Bernard Cornwell – 1815 06 Sharpe’s Waterloo

It was a hot day, and as the men worked they could hear the percussive thumping of the guns to the south. From the top of their ladders they could see the growing cloud of dirty smoke that climbed over the battlefield. They chuckled at the sight, relieved that it was not they who were being shot at, nor their homes being invaded by soldiers, and not their land being ridden ragged by cavalry.

The chateau windows were open and white curtains stirred in the small breeze that offered a slight measure of relief from the stifling heat. A plump woman came to one of the upstairs windows where she rested her arms on the sill and stared at the strange conical smoke canopy that grew in the far southern sky. On the main highway that ran through the valley east of the chateau she could see a stream of soldiers marching south. The men,wore red, and even at this distance she could see they were hurrying. “Better them than us, eh, ma’am?” one of the apple pickers shouted.

“Better them than us,” the woman agreed, then crossed herself.

“We’ll get rain tomorrow,” one of the men remarked, but the others took no notice. They were too busy picking apples. Tomorrow, if it did not rain, they were supposed to finish the haymaking down in the valley’s bottom, and there was a flock of sheep to be sheared as well, while the day after tomorrow, thank the good Lord, they would have a day off because it was Sunday.

More British troops arrived at Quatre Bras, but they had to be sent to the flanks which were under increasing pressure from the French. Sharpe, after scraping home in front of the French cavalry, had been sent through the wood to find Prince Bernhard of Saxe-Weimar. The Prince, a dour tough man, had been holding his position, but his ammunition was running low and his men were being killed by the ever-present skirmishers. Newly arrived British infantry were sent to support him, while yet more redcoats were sent to help the Rifles on the left flank who were also under heavy attack from a brigade of French infantry.

“Why don’t they attack our centre with infantry?” Doggett asked Sharpe, who had rejoined Harper behind the crossroads.
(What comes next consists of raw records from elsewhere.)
use foundation::time::Time;

/// Largest frame delta fed to the simulation. Longer gaps (a backgrounded tab,
/// a debugger pause) are treated as a single slow frame.
pub const MAX_FRAME_DT_S: f64 = 0.1;

/// Frame metadata handed to everything that advances per frame.
#[derive(Debug, Copy, Clone, PartialEq)]
pub struct Frame {
    /// 0-based frame index.
    pub index: u64,
    /// Delta time since the previous frame (seconds), clamped to
    /// [`MAX_FRAME_DT_S`].
    pub dt_s: f64,
    /// Measured gap since the previous frame (milliseconds), unclamped.
    pub elapsed_ms: f64,
    /// Wall time at the start of the frame.
    pub time: Time,
}

impl Frame {
    pub fn new(index: u64, dt_s: f64, time: Time) -> Self {
        Self {
            index,
            dt_s,
            elapsed_ms: dt_s * 1000.0,
            time,
        }
    }

    /// Fixed-timestep successor, used when replaying without a browser clock.
    pub fn next(self) -> Self {
        Self::new(self.index + 1, self.dt_s, Time(self.time.0 + self.dt_s))
    }
}

/// Turns animation-frame timestamps into [`Frame`]s.
#[derive(Debug, Default, Clone)]
pub struct FrameClock {
    last_ms: Option<f64>,
    index: u64,
}

impl FrameClock {
    pub fn new() -> Self {
        Self::default()
    }

    /// Advance using a timestamp in milliseconds.
    ///
    /// The first tick reports `dt_s == 0`. Timestamps that go backwards are
    /// treated as zero-length frames.
    pub fn tick(&mut self, now_ms: f64) -> Frame {
        let elapsed_ms = match self.last_ms {
            None => 0.0,
            Some(last) => (now_ms - last).max(0.0),
        };
        self.last_ms = Some(now_ms);

        let dt_s = (elapsed_ms / 1000.0).min(MAX_FRAME_DT_S);
        let frame = Frame {
            elapsed_ms,
            ..Frame::new(self.index, dt_s, Time::from_millis(now_ms))
        };
        self.index += 1;
        frame
    }

    pub fn frames_elapsed(&self) -> u64 {
        self.index
    }
}

#[cfg(test)]
mod tests {
    use super::{Frame, FrameClock, MAX_FRAME_DT_S};
    use foundation::time::Time;

    #[test]
    fn next_advances_index_and_time() {
        let f0 = Frame::new(0, 0.5, Time(0.0));
        let f1 = f0.next();
        assert_eq!(f1.index, 1);
        assert_eq!(f1.time, Time(0.5));
    }

    #[test]
    fn first_tick_has_zero_dt() {
        let mut clock = FrameClock::new();
        let f = clock.tick(1000.0);
        assert_eq!(f.index, 0);
        assert_eq!(f.dt_s, 0.0);
        assert_eq!(f.time, Time(1.0));
    }

    #[test]
    fn tick_measures_delta_and_clamps_gaps() {
        let mut clock = FrameClock::new();
        clock.tick(0.0);
        let f = clock.tick(16.0);
        assert!((f.dt_s - 0.016).abs() < 1e-12);
        assert_eq!(f.index, 1);

        let f = clock.tick(10_000.0);
        assert_eq!(f.dt_s, MAX_FRAME_DT_S);
        // The measured gap survives for reporting.
        assert_eq!(f.elapsed_ms, 9_984.0);

        let f = clock.tick(5_000.0);
        assert_eq!(f.dt_s, 0.0);
        assert_eq!(f.elapsed_ms, 0.0);
        assert_eq!(clock.frames_elapsed(), 4);
    }
}
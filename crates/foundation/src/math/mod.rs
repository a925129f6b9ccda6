pub mod geodesy;
pub mod matrix;
pub mod vec;

pub use geodesy::*;
pub use matrix::*;
pub use vec::*;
“Because they’re being led by a cavalryman.” An Hussar prisoner had revealed that it was Marshal Ney who led the French troops at Quatre Bras. Ney was called `the bravest of the brave’, a red-haired cavalryman who would have ridden through the pits of hell without a murmur, but who had yet to launch an infantry attack against the battered defenders at the crossroads.

“You have to understand something about cavalrymen, Mr Doggett,” Harper explained. “They look very fine, so they do, and they usually take all the credit for any victory, but the only brains they’ve got are the ones they keep in their horses’ heads.”

Doggett blushed. “I wanted to be a cavalryman, but my father insisted I joined the Guards.”

“Don’t worry,” Harper said cheerfully, “the Guards aren’t our brightest lads either. God save Ireland, but just look at those poor boys.”

The poor boys were the Highlanders beyond the crossroads who could only stand and be slaughtered by the French guns. They were in square, which made them a tempting target for the French artillerymen, and they dared not relinquish the formation for fear of the French cavalry that watched them like hawks. The Scotsmen could only stand while the roundshot slammed into the files, and each shot that struck home killed two or three men, sometimes more. Once Harper saw a roundshot strike the flanking face of a square and ten men went down in a single bloody smear. The British artillery at the crossroads was being saved for any French infantry attack, though once in a while a gun would try to hit a French cannon. Such counter-battery fire was almost always wasted, but as the infantry’s suffering dragged on the Duke ordered more of it simply to help the morale of the redcoats.

“Why don’t we do something?” Doggett asked plaintively.

“What’s to do?” Harper asked. “The bloody Belgians won’t fight, so we haven’t got any cavalry. It’s called being an infantryman, Mr Doggett. Your job is to stand there and get slaughtered.”